Kondisi Krisis Pangan di Myanmar
Myanmar, sebuah negara dengan tingkat pendapatan menengah ke bawah, telah dimasukkan dalam enam dari delapan edisi Global Food Security Index (GFSI). Meskipun modifikasi metodologi penilaian menghalangi perbandingan langsung dari angka-angka tersebut, Myanmar ditetapkan sebagai negara yang mengalami krisis kemanusiaan yang signifikan dalam hal ketahanan pangan untuk pertama kalinya dan sekali lagi pada edisi kali ini (GRFC 2023). Jenis krisis pangan yang terjadi adalah kekurangan makanan dan kekurangan tempat layanan yang layak, banyak nya fasilitas rumah sakit yang  rusak akibat konflik militer di myanmar, dan banyak nya kekurangan air bersih bagi para pengungsi. Hal ini terutama disebabkan oleh ketidakstabilan dan konflik yang terjadi setelah pengambilalihan kekuasaan oleh militer pada tahun 2021, yang mengakibatkan pengungsian yang signifikan, penghancuran lahan pertanian dan properti, serta pembatasan akses pasar.
Di tahun 2023 menjadi puncak krisis pangan di myanmar, 19% dari total populasi menghadapi tingkat kerawanan pangan akut. Di antara mereka, 1,4 juta orang menghadapi keadaan darurat . Dan pada tahun 2024 23% dari populasi diproyeksikan menghadapi tingkat kerawanan pangan akut yang tinggi . Dari jumlah tersebut, 2,4 juta orang diproyeksikan berada dalam keadaan darurat (OCHA,2024). Dan peningkatan persentase krisis pangan yang dialami akibat situasi  disebabkan oleh konflik yang semakin meningkat, dan ketersediaan pangan yang lebih rendah selama puncak musim paceklik, ditambah dengan risiko banjir yang tinggi selama musim hujan (OCHA, Januari 2024).
Apa penyebab krisis pangan?
Beberapa hal yang menyebabkan krisis pangan tahun 2023 -2024 ini terjadi adalah mulai dari konflik yang terjadi di negara, permasalahan ekonomi dan juga perubahan iklim yang ekstrim.
Konflik
Sejak pengambilalihan kekuasaan oleh militer pada Februari 2021 dan deklarasi keadaan darurat yang menyusul, rasa tidak aman yang ada telah mengakibatkan pengungsian yang signifikan, penghancuran infrastruktur, terhambatnya akses ke layanan dasar, dan terhambatnya pergerakan barang pertanian dan makanan. Menjelang akhir tahun, intensitas konflik meningkat, mengakibatkan sekitar 628.000 orang mengungsi antara Oktober dan Desember 2023 (OCHA, 2024).
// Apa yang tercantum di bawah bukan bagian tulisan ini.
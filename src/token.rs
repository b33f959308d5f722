/// Length in bytes of the random part of an invitation token.
const TOKEN_BYTES: usize = 16;

/// Generates a fresh invitation token: 128 random bits, lowercase hex.
pub fn new_token() -> String {
    let bytes: [u8; TOKEN_BYTES] = rand::random();
    hex::encode(bytes)
}

#[cfg(test)]
mod tests {
    use super::*;
    use std::collections::HashSet;

    #[test]
    fn token_is_fixed_length_hex() {
        let token = new_token();
        assert_eq!(token.len(), TOKEN_BYTES * 2);
        assert!(token.chars().all(|c| c.is_ascii_hexdigit() && !c.is_ascii_uppercase()));
    }

    #[test]
    fn tokens_do_not_repeat() {
        let tokens: HashSet<String> = (0..1000).map(|_| new_token()).collect();
        assert_eq!(tokens.len(), 1000);
    }
}
use sea_orm::entity::prelude::*;
use serde::{Deserialize, Serialize};

/// A household ("party") that receives one invitation link.
#[derive(Clone, Debug, PartialEq, Eq, DeriveEntityModel, Serialize, Deserialize)]
#[sea_orm(table_name = "household")]
pub struct Model {
    #[sea_orm(primary_key)]
    pub id: i32,
    #[sea_orm(column_type = "Text")]
    pub name: String,
    #[sea_orm(unique)]
    pub invitation_token: String,
    #[sea_orm(column_type = "Text", nullable)]
    pub comments: Option<String>,
    pub mairie_count: i32,
    pub reception_count: i32,
    pub is_attending: Option<bool>,
}

#[derive(Copy, Clone, Debug, EnumIter, DeriveRelation)]
pub enum Relation {
    #[sea_orm(has_many = "super::guest::Entity")]
    Guest,
}

impl Related<super::guest::Entity> for Entity {
    fn to() -> RelationDef {
        Relation::Guest.def()
    }
}

impl ActiveModelBehavior for ActiveModel {}
use anyhow::{Context, bail};
use std::env;
use std::path::PathBuf;

#[derive(Clone, Debug)]
pub struct EmailConfig {
    pub host: Option<String>,
    pub port: u16,
    pub username: Option<String>,
    pub password: Option<String>,
    pub use_tls: bool,
    pub from: Option<String>,
    pub reply_to: Option<String>,
    pub cc: Vec<String>,
    pub test_recipient: Option<String>,
}

#[derive(Clone, Debug)]
pub struct Config {
    pub database_url: String,
    pub rust_log: String,
    pub bind_addr: String,
    pub site_url: String,
    pub info_url: String,
    pub couple_name: String,
    pub wedding_date: String,
    pub wedding_location: String,
    pub admin_username: String,
    pub admin_password: Option<String>,
    pub templates_dir: PathBuf,
    pub static_dir: PathBuf,
    pub email: EmailConfig,
}

impl Config {
    pub fn from_env() -> anyhow::Result<Self> {
        // A missing .env file is fine, the variables may come from the environment.
        dotenvy::dotenv().ok();
        Self::from_lookup(|key| env::var(key).ok())
    }

    pub fn from_lookup(lookup: impl Fn(&str) -> Option<String>) -> anyhow::Result<Self> {
        let var = |key: &str| lookup(key).filter(|v| !v.trim().is_empty());

        let database_url = var("DATABASE_URL").context("DATABASE_URL is not set")?;
        let site_url = var("WEDDING_WEBSITE_URL").context("WEDDING_WEBSITE_URL is not set")?;
        let info_url = var("WEDDING_INFO_URL").unwrap_or_else(|| site_url.clone());

        let port = match var("EMAIL_PORT") {
            Some(port) => port
                .parse()
                .with_context(|| format!("EMAIL_PORT is not a valid port: {port}"))?,
            None => 587,
        };
        let use_tls = match var("EMAIL_USE_TLS") {
            Some(flag) => parse_flag(&flag)
                .with_context(|| format!("EMAIL_USE_TLS is not a boolean: {flag}"))?,
            None => true,
        };
        let cc = var("WEDDING_CC_LIST")
            .map(|list| {
                list.split(',')
                    .map(str::trim)
                    .filter(|addr| !addr.is_empty())
                    .map(String::from)
                    .collect()
            })
            .unwrap_or_default();

        Ok(Self {
            database_url,
            rust_log: var("RUST_LOG").unwrap_or_else(|| "info".into()),
            bind_addr: var("BIND_ADDR").unwrap_or_else(|| "0.0.0.0:3000".into()),
            site_url,
            info_url,
            couple_name: var("BRIDE_AND_GROOM").unwrap_or_default().trim().to_string(),
            wedding_date: var("WEDDING_DATE").unwrap_or_default(),
            wedding_location: var("WEDDING_LOCATION").unwrap_or_default(),
            admin_username: var("ADMIN_USERNAME").unwrap_or_else(|| "admin".into()),
            admin_password: var("ADMIN_PASSWORD"),
            templates_dir: var("TEMPLATES_DIR")
                .unwrap_or_else(|| "templates".into())
                .into(),
            static_dir: var("STATIC_DIR").unwrap_or_else(|| "static".into()).into(),
            email: EmailConfig {
                host: var("EMAIL_HOST"),
                port,
                username: var("EMAIL_HOST_USER"),
                password: var("EMAIL_HOST_PASSWORD"),
                use_tls,
                from: var("DEFAULT_WEDDING_EMAIL"),
                reply_to: var("DEFAULT_WEDDING_REPLY_EMAIL"),
                cc,
                test_recipient: var("DEFAULT_WEDDING_TEST_EMAIL"),
            },
        })
    }
}

fn parse_flag(value: &str) -> anyhow::Result<bool> {
    match value.trim().to_ascii_lowercase().as_str() {
        "1" | "true" | "yes" | "on" => Ok(true),
        "0" | "false" | "no" | "off" => Ok(false),
        _ => bail!("expected true or false"),
    }
}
Lebih dari setengah dari seluruh pengungsi internal, di lokasi-lokasi seperti Rakhine dan di seluruh Shan selatan, Kayah, dan Kachin, bergantung pada bantuan dari luar untuk mengamankan pasokan makanan mereka. Pembatasan yang dilakukan terhadap kebebasan bergerak, ditambah dengan rasa tidak aman yang ada, menambah kesulitan yang dihadapi saat merespons situasi kemanusiaan. Pada pertengahan tahun 2023, seperempat petani yang disurvei di daerah yang dianggap tidak aman melaporkan kesulitan dalam mengakses pupuk yang diperlukan. Sebagai akibatnya, mereka terpaksa mengurangi luas area yang ditanami, sebuah keputusan yang terutama terjadi di kalangan petani kecil. (OCHA, 2024).
Ketidakstabilan ekonomi
Harga eceran beras menunjukkan peningkatan yang signifikan sejak bulan-bulan awal tahun 2022 dan seterusnya, mencapai tingkat yang belum pernah terjadi sebelumnya pada bulan September 2023. Hal ini terutama didorong oleh kombinasi beberapa faktor, termasuk ketersediaan pasar yang terbatas dan gangguan yang terkait dengan konflik (FAO, November 2023). Penurunan musiman dalam harga beras dimitigasi oleh panen beras di bawah rata-rata, peningkatan biaya input pertanian, dan peningkatan biaya transportasi. Seperti yang diamati oleh FAO pada Januari 2024, harga telah mencapai 65% di atas tingkat yang sudah tinggi yang tercatat pada tahun 2022. Demikian pula, WFP melaporkan pada Januari 2024 bahwa harga sekeranjang makanan pokok 69% lebih tinggi dari tahun sebelumnya.